#### Recorded information
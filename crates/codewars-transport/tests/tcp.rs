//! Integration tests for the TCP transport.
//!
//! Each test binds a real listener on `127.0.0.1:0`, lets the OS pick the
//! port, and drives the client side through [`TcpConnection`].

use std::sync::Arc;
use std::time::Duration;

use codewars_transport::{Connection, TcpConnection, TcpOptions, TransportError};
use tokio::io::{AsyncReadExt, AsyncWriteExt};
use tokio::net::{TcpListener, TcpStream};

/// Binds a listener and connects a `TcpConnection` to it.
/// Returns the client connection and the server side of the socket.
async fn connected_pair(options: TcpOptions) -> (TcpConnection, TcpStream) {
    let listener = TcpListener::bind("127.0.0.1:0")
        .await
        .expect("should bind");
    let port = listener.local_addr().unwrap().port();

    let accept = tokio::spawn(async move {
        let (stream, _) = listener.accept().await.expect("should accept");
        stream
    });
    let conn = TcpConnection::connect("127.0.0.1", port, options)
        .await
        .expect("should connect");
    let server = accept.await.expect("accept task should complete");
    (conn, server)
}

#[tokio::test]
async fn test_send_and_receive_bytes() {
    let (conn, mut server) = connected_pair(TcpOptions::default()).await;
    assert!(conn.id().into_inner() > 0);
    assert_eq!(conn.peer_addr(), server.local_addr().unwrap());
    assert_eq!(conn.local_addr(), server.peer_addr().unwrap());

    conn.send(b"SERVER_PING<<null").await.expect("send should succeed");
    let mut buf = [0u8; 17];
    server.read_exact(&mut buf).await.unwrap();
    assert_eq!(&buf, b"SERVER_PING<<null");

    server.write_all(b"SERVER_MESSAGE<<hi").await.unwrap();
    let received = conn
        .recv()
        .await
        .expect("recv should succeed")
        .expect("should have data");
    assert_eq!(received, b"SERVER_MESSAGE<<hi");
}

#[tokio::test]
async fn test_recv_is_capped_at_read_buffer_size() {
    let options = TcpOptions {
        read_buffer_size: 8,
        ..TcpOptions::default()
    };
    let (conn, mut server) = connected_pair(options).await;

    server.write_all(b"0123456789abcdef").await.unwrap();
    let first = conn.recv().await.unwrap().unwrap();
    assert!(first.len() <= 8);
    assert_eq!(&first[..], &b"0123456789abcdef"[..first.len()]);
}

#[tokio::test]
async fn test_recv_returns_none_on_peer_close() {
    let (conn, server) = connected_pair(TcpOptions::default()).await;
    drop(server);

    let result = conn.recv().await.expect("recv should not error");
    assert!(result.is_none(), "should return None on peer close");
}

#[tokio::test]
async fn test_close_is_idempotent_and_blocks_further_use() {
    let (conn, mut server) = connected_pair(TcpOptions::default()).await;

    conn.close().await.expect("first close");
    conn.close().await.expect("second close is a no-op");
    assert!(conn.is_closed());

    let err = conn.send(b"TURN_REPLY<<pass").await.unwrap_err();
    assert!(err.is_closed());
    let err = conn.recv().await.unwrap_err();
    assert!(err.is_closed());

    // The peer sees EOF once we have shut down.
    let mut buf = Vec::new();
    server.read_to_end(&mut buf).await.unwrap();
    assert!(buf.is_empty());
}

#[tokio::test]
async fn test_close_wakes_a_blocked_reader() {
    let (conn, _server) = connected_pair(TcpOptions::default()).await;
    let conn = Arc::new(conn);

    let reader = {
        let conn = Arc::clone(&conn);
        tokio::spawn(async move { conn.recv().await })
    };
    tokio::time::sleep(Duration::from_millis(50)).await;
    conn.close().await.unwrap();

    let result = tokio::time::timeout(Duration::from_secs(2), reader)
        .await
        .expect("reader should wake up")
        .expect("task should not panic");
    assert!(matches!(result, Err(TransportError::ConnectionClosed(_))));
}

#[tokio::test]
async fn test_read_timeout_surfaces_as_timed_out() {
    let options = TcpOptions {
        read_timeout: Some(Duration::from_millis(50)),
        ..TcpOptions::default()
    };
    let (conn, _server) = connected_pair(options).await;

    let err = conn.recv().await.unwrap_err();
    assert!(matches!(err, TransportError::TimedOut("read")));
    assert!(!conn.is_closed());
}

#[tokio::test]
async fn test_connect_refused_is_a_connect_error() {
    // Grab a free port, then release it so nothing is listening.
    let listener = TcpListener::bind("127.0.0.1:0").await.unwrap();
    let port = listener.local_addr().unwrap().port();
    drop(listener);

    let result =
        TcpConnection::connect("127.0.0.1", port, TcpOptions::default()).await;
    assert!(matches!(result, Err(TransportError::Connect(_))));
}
########
Your instructions: Find each line in the material above that carries the string "side", and copy it.

Worked solution:
//! port, and drives the client side through [`TcpConnection`].
/// Returns the client connection and the server side of the socket.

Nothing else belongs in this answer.